On Thu, Mar 31, 2016 at 11:05:48AM +0100, Mark Rutland wrote:
> On Thu, Mar 31, 2016 at 05:27:03AM +0300, Yury Norov wrote:
> > Not all vendors implement all the system registers ARM specifies.
>
> The ID registers in question are precisely documented in the ARM ARM
> (see table C5-6 in ARM DDI 0487A.i). Specifically, the ID space
> ID_AA64MMFR2_EL1 now falls in to is listed as RAZ.
>
> Any deviation from this is an erratum, and needs to be handled as such
> (e.g. listing in silicon-errata.txt).
>
> Does the issue affect ThunderX natively?

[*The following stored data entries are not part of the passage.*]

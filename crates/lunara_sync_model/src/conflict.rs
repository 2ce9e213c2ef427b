//! Conflict detection and resolution.

use crate::entity::{EntityKind, RemoteEntity, SyncStatus, SyncableEntity};
use crate::payload::Payload;
use chrono::{DateTime, Utc};
use serde::{Deserialize, Serialize};
use std::collections::BTreeSet;
use uuid::Uuid;

/// A conflict between a local and a remote version of an entity.
///
/// Materialized only when the resolver cannot merge automatically, or when
/// the remote store rejected a pushed record. Destroyed once resolved.
#[derive(Debug, Clone, PartialEq, Serialize, Deserialize)]
pub struct ConflictRecord {
    /// The entity in conflict.
    pub entity_id: String,
    /// Entity kind.
    pub kind: EntityKind,
    /// The local version, if one exists.
    pub local: Option<SyncableEntity>,
    /// The remote version, if one exists.
    pub remote: Option<RemoteEntity>,
    /// Why the conflict was raised, when it did not come from a merge.
    pub reason: Option<String>,
    /// When the conflict was detected.
    pub detected_at: DateTime<Utc>,
    /// The chosen resolution, once one is made.
    pub resolution: Option<ConflictChoice>,
}

impl ConflictRecord {
    /// Creates a conflict holding both versions of an entity.
    pub fn versions(
        local: SyncableEntity,
        remote: RemoteEntity,
        detected_at: DateTime<Utc>,
    ) -> Self {
        Self {
            entity_id: local.id.clone(),
            kind: local.kind,
            local: Some(local),
            remote: Some(remote),
            reason: None,
            detected_at,
            resolution: None,
        }
    }

    /// Creates a conflict for a record the remote store rejected.
    pub fn rejected(
        local: SyncableEntity,
        reason: impl Into<String>,
        detected_at: DateTime<Utc>,
    ) -> Self {
        Self {
            entity_id: local.id.clone(),
            kind: local.kind,
            local: Some(local),
            remote: None,
            reason: Some(reason.into()),
            detected_at,
            resolution: None,
        }
    }

    /// Returns true if both versions are present.
    pub fn has_both_versions(&self) -> bool {
        self.local.is_some() && self.remote.is_some()
    }

    /// Records the chosen resolution.
    pub fn resolve(&mut self, choice: ConflictChoice) {
        self.resolution = Some(choice);
    }

    /// Returns true if the conflict has been resolved.
    pub fn is_resolved(&self) -> bool {
        self.resolution.is_some()
    }
}

/// A resolution choice for a materialized conflict.
#[derive(Debug, Clone, Copy, PartialEq, Eq, Serialize, Deserialize)]
pub enum ConflictChoice {
    /// Keep the local version.
    KeepLocal,
    /// Accept the remote version.
    AcceptRemote,
}

/// Per-kind merge policy.
///
/// Every kind merges automatically unless marked manual; a manual kind
/// always surfaces a [`ConflictRecord`] when both sides changed.
#[derive(Debug, Clone, Default)]
pub struct MergePolicy {
    manual: BTreeSet<EntityKind>,
}

impl MergePolicy {
    /// Creates a policy where every kind merges automatically.
    pub fn new() -> Self {
        Self::default()
    }

    /// Marks a kind as requiring manual resolution.
    pub fn with_manual(mut self, kind: EntityKind) -> Self {
        self.manual.insert(kind);
        self
    }

    /// Returns true if the kind requires manual resolution.
    pub fn is_manual(&self, kind: EntityKind) -> bool {
        self.manual.contains(&kind)
    }
}

/// The outcome of resolving a (local, remote) pair.
#[derive(Debug, Clone, PartialEq)]
pub enum Resolution {
    /// The remote version supersedes the local one.
    RemoteWins(SyncableEntity),
    /// The local version supersedes the remote one; it must be re-pushed.
    LocalWins(SyncableEntity),
    /// Both sides contributed; the merge must be written and re-pushed.
    Merged(SyncableEntity),
    /// Automatic resolution is not allowed; both versions are preserved.
    Manual(ConflictRecord),
}

impl Resolution {
    /// The resolved entity, when resolution was automatic.
    pub fn entity(&self) -> Option<&SyncableEntity> {
        match self {
            Resolution::RemoteWins(entity)
            | Resolution::LocalWins(entity)
            | Resolution::Merged(entity) => Some(entity),
            Resolution::Manual(_) => None,
        }
    }

    /// Returns true if the local side must be pushed again.
    pub fn needs_push(&self) -> bool {
        matches!(self, Resolution::LocalWins(_) | Resolution::Merged(_))
    }
}

/// Pure timestamp-ordered merge of local and remote entity versions.
///
/// No I/O: the resolver only compares the two versions it is given against
/// the shared baseline (`local.remote_updated_at`, the state as of the last
/// successful sync).
#[derive(Debug, Clone)]
pub struct ConflictResolver {
    policy: MergePolicy,
    device_id: Uuid,
}

impl ConflictResolver {
    /// Creates a resolver for the given policy and local device.
    pub fn new(policy: MergePolicy, device_id: Uuid) -> Self {
        Self { policy, device_id }
    }

    /// Resolves a pulled remote version against its local counterpart.
    ///
    /// - local untouched since baseline: remote wins outright
    /// - remote untouched since baseline: local wins outright
    /// - both changed: field-level merge when both sides carry field
    ///   timestamps, whole-record last-write-wins otherwise; kinds marked
    ///   manual surface a [`ConflictRecord`] instead
    pub fn resolve(
        &self,
        local: &SyncableEntity,
        remote: &RemoteEntity,
        now: DateTime<Utc>,
    ) -> Resolution {
        let baseline = local.remote_updated_at;
        let local_edited = local.has_local_edits() || local.status == SyncStatus::Deleted;
        let remote_edited = match baseline {
            Some(baseline) => remote.remote_updated_at > baseline,
            None => true,
        };

        if !local_edited {
            return Resolution::RemoteWins(SyncableEntity::from_remote(remote));
        }
        if !remote_edited {
            return Resolution::LocalWins(local.clone());
        }

        // Both sides changed since the last sync.
        if self.policy.is_manual(local.kind) {
            return Resolution::Manual(ConflictRecord::versions(
                local.clone(),
                remote.clone(),
                now,
            ));
        }

        let deletion_involved = remote.deleted || local.status == SyncStatus::Deleted;
        if !deletion_involved
            && local.payload.has_field_timestamps()
            && remote.payload.has_field_timestamps()
        {
            return Resolution::Merged(self.merge_fields(local, remote));
        }

        if self.local_wins_record(local, remote) {
            Resolution::LocalWins(local.clone())
        } else {
            Resolution::RemoteWins(SyncableEntity::from_remote(remote))
        }
    }

    /// Whole-record last-write-wins, ties broken by device id.
    fn local_wins_record(&self, local: &SyncableEntity, remote: &RemoteEntity) -> bool {
        match local.local_updated_at.cmp(&remote.remote_updated_at) {
            std::cmp::Ordering::Greater => true,
            std::cmp::Ordering::Less => false,
            // Exact-timestamp tie: the lexicographically larger device id
            // wins; a remote copy with no recorded origin loses to local.
            std::cmp::Ordering::Equal => match remote.origin_device {
                Some(origin) => self.device_id > origin,
                None => true,
            },
        }
    }

    /// Field-level merge: each field goes to whichever side edited it later;
    /// fields without their own timestamp follow the record-level winner.
    fn merge_fields(&self, local: &SyncableEntity, remote: &RemoteEntity) -> SyncableEntity {
        let record_winner_local = self.local_wins_record(local, remote);
        let lp = &local.payload;
        let rp = &remote.payload;

        let mut names: BTreeSet<&str> = lp.fields().map(|(name, _)| name).collect();
        names.extend(rp.fields().map(|(name, _)| name));

        let mut merged = Payload::new();
        for name in names {
            let take_local = match (lp.get(name), rp.get(name)) {
                (Some(_), None) => true,
                (None, Some(_)) => false,
                _ => match (lp.edited_at(name), rp.edited_at(name)) {
                    (Some(at_local), Some(at_remote)) if at_local != at_remote => {
                        at_local > at_remote
                    }
                    _ => record_winner_local,
                },
            };

            let (payload, value) = if take_local {
                (lp, lp.get(name))
            } else {
                (rp, rp.get(name))
            };
            if let Some(value) = value {
                match payload.edited_at(name) {
                    Some(at) => merged.set_at(name, value.clone(), at),
                    None => merged.set(name, value.clone()),
                }
            }
        }

        SyncableEntity {
            id: local.id.clone(),
            kind: local.kind,
            payload: merged,
            local_updated_at: local.local_updated_at.max(remote.remote_updated_at),
            remote_updated_at: Some(remote.remote_updated_at),
            status: SyncStatus::PendingPush,
        }
    }
}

Yes, Thunder is involved, but I cannot tell more due to NDA.
And this error is not in silicon-errata.txt.
I'll ask permission to share more details.

>
> Or has this only been seen with QEMU (in TCG mode), where the bug has
> already been fixed?
>
> > So access them causes undefined instruction abort and then kernel
> > panic. There are 3 ways to handle it we can figure out:
> > - use conditional compilation and erratas;
> > - use kernel patching;
> > - inline fixups resolving the abort.
> >
> > Last option is more robust as it does not require additional efforts
> > to support targers. It is looking reasonable because in many cases
> > optional registers should be RAZ if not implemented. Special cases may
> > be handled by underlying __read_cpuid() when needed.
>
> I don't think we should do this if the only affected implementations are
> software emulators which can be patched (and have already been, in the
> case of QEMU).
>
> In future it's very likely that early assembly code (potentially in
> hypervisor context) will need to access ID registers which are currently
> reserved/RAZ, and it will be rather painful to fix up accesses to this.
>

So we will not fix. This one fixes el1 only, and don't pretend for more.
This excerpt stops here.